### WORK TO COMPLETE
From the listing below, copy every line with the word "distances".

• • • • • • •

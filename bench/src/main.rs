use route_graph_core::{Edge, Graph, Outcome, Query, Result, VertexId};
use std::time::Instant;

/// Benchmarked topologies: mode name, table title, one-line description, generator.
const GENERATORS: [(&str, &str, &str, fn(usize) -> Result<Graph>); 4] = [
    ("ring", "Ring with chords", "directed cycle with a chord every tenth vertex", gen_ring),
    ("random", "Uniform random", "~4 random out-edges per vertex, loops and parallels kept", gen_random),
    ("complete", "Complete digraph", "every ordered pair, walk counts grow fastest", gen_complete),
    ("grid", "Wrapped grid", "square torus with right/down edges", gen_grid),
];

const DEFAULT_VERTEX_COUNT: usize = 200;

fn usage() {
    println!("Usage: route-graph-bench [mode] [vertex_count]");
    println!();
    println!("Builds a deterministic graph (edge distances 1..=9) and times one query");
    println!("of each kind against it:");
    println!("  P1  distance along an 8-hop route following first out-edges from 0");
    println!("  P2  walks 0 -> last vertex with at most 6 stops");
    println!("  P3  closed walks through 0 with exactly 12 stops");
    println!("  P4  shortest cycle through 0");
    println!("  P5  walks 0 -> last vertex shorter than 40");
    println!();
    println!("Modes:");
    println!("  {:<10}every topology below (default)", "all");
    for (mode, _, description, _) in GENERATORS {
        println!("  {:<10}{}", mode, description);
    }
    println!();
    println!("Default vertex_count: {}", DEFAULT_VERTEX_COUNT);
}

fn main() {
    let args: Vec<String> = std::env::args().collect();

    let mode = args.get(1).map(|s| s.as_str()).unwrap_or("all");
    let vertex_count: usize = args
        .get(2)
        .and_then(|s| s.parse().ok())
        .unwrap_or(DEFAULT_VERTEX_COUNT);

    if mode == "help" || mode == "--help" {
        usage();
        return;
    }
    if vertex_count < 2 {
        eprintln!("vertex_count must be at least 2");
        return;
    }

    let selected: Vec<_> = GENERATORS
        .iter()
        .filter(|(name, ..)| mode == "all" || *name == mode)
        .collect();
    if selected.is_empty() {
        eprintln!("Unknown mode: {}. Use --help for options.", mode);
        return;
    }

    println!("route-graph-bench");
    println!("=================");
    println!();

    for (_, title, _, generator) in selected {
        run_benchmark(title, *generator, vertex_count);
    }
}

/// Follow the first outgoing edge from vertex 0 for up to `hops` steps.
fn first_edge_route(graph: &Graph, hops: usize) -> Vec<VertexId> {
    let mut route = vec![0];
    let mut current = 0;
    for _ in 0..hops {
        match graph.outgoing_edges(current).first() {
            Some(edge) => {
                current = edge.to;
                route.push(current);
            }
            None => break,
        }
    }
    route
}

fn run_benchmark(name: &str, generator: fn(usize) -> Result<Graph>, vertex_count: usize) {
    println!("--- {} ---", name);
    println!("Target: {} vertices", vertex_count);

    let t = Instant::now();
    let graph = match generator(vertex_count) {
        Ok(graph) => graph,
        Err(e) => {
            eprintln!("failed to build graph: {}", e);
            println!();
            return;
        }
    };
    let build_time = t.elapsed();
    println!(
        "Built in {:.1}ms: {} vertices, {} edges, ~{:.1}KB",
        build_time.as_secs_f64() * 1000.0,
        graph.vertex_count(),
        graph.edge_count(),
        graph.memory_usage() as f64 / 1024.0
    );

    let last = graph.vertex_count() - 1;
    let queries = [
        Query::RouteDistance {
            route: first_edge_route(&graph, 8),
        },
        Query::BoundedStops {
            start: 0,
            finish: last,
            max_stops: 6,
        },
        Query::ExactStops {
            start: 0,
            finish: 0,
            stops: 12,
        },
        Query::ShortestWithStop {
            start: 0,
            finish: 0,
        },
        Query::BoundedDistance {
            start: 0,
            finish: last,
            max_distance: 40,
        },
    ];

    println!();
    println!("{:>8} {:>22} {:>10}", "problem", "result", "time");
    println!("{:->8} {:->22} {:->10}", "", "", "");

    for query in &queries {
        let t = Instant::now();
        let result = query.execute(&graph);
        let elapsed = t.elapsed();
        let shown = match result {
            Ok(Outcome::Found(value)) => value.to_string(),
            Ok(Outcome::NotFound) => "no route".to_string(),
            Err(e) => format!("error: {}", e),
        };
        println!(
            "{:>8} {:>22} {:>8.2}ms",
            query.kind(),
            shown,
            elapsed.as_secs_f64() * 1000.0
        );
    }
    println!();
}

// ---------------------------------------------------------------------------
// Generators
// ---------------------------------------------------------------------------

/// Deterministic LCG source for edge targets and distances.
struct EdgeRng {
    state: u64,
}

impl EdgeRng {
    fn seeded(seed: u64) -> Self {
        Self { state: seed }
    }

    fn step(&mut self) -> u64 {
        self.state = self
            .state
            .wrapping_mul(6364136223846793005)
            .wrapping_add(1442695040888963407);
        self.state >> 33
    }

    /// Uniform vertex id in `[0, vertex_count)`.
    fn vertex(&mut self, vertex_count: usize) -> VertexId {
        (self.step() % vertex_count as u64) as usize
    }

    /// Edge distance in `1..=9`.
    fn distance(&mut self) -> u32 {
        (self.step() % 9) as u32 + 1
    }
}

/// Directed cycle `i -> i+1` plus a chord from every tenth vertex.
fn gen_ring(vertex_count: usize) -> Result<Graph> {
    let mut rng = EdgeRng::seeded(42);
    let mut edges = Vec::with_capacity(vertex_count + vertex_count / 10);

    for i in 0..vertex_count {
        edges.push(Edge::new(i, (i + 1) % vertex_count, rng.distance())?);
        if i % 10 == 0 {
            let target = rng.vertex(vertex_count);
            edges.push(Edge::new(i, target, rng.distance())?);
        }
    }

    Graph::build(edges, vertex_count)
}

/// ~4 outgoing edges per vertex to uniformly random targets. Self-loops and
/// parallel edges are kept.
fn gen_random(vertex_count: usize) -> Result<Graph> {
    let mut rng = EdgeRng::seeded(54321);
    let mut edges = Vec::with_capacity(vertex_count * 4);

    for _ in 0..vertex_count * 4 {
        let from = rng.vertex(vertex_count);
        let to = rng.vertex(vertex_count);
        edges.push(Edge::new(from, to, rng.distance())?);
    }

    Graph::build(edges, vertex_count)
}

/// Every ordered pair `(i, j)` with `i != j`.
fn gen_complete(vertex_count: usize) -> Result<Graph> {
    let mut rng = EdgeRng::seeded(12345);
    let mut edges = Vec::with_capacity(vertex_count * (vertex_count - 1));

    for i in 0..vertex_count {
        for j in 0..vertex_count {
            if i != j {
                edges.push(Edge::new(i, j, rng.distance())?);
            }
        }
    }

    Graph::build(edges, vertex_count)
}

/// Square lattice, rounded down, with right and down edges that wrap around.
fn gen_grid(vertex_count: usize) -> Result<Graph> {
    let mut rng = EdgeRng::seeded(99999);
    let side = ((vertex_count as f64).sqrt() as usize).max(2);
    let n = side * side;
    let mut edges = Vec::with_capacity(n * 2);

    for row in 0..side {
        for col in 0..side {
            let id = row * side + col;
            let right = row * side + (col + 1) % side;
            let down = ((row + 1) % side) * side + col;
            edges.push(Edge::new(id, right, rng.distance())?);
            edges.push(Edge::new(id, down, rng.distance())?);
        }
    }

    Graph::build(edges, n)
}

• • • • • • •

### RESPONSE TO THE TASK
    println!("Builds a deterministic graph (edge distances 1..=9) and times one query");
/// Deterministic LCG source for edge targets and distances.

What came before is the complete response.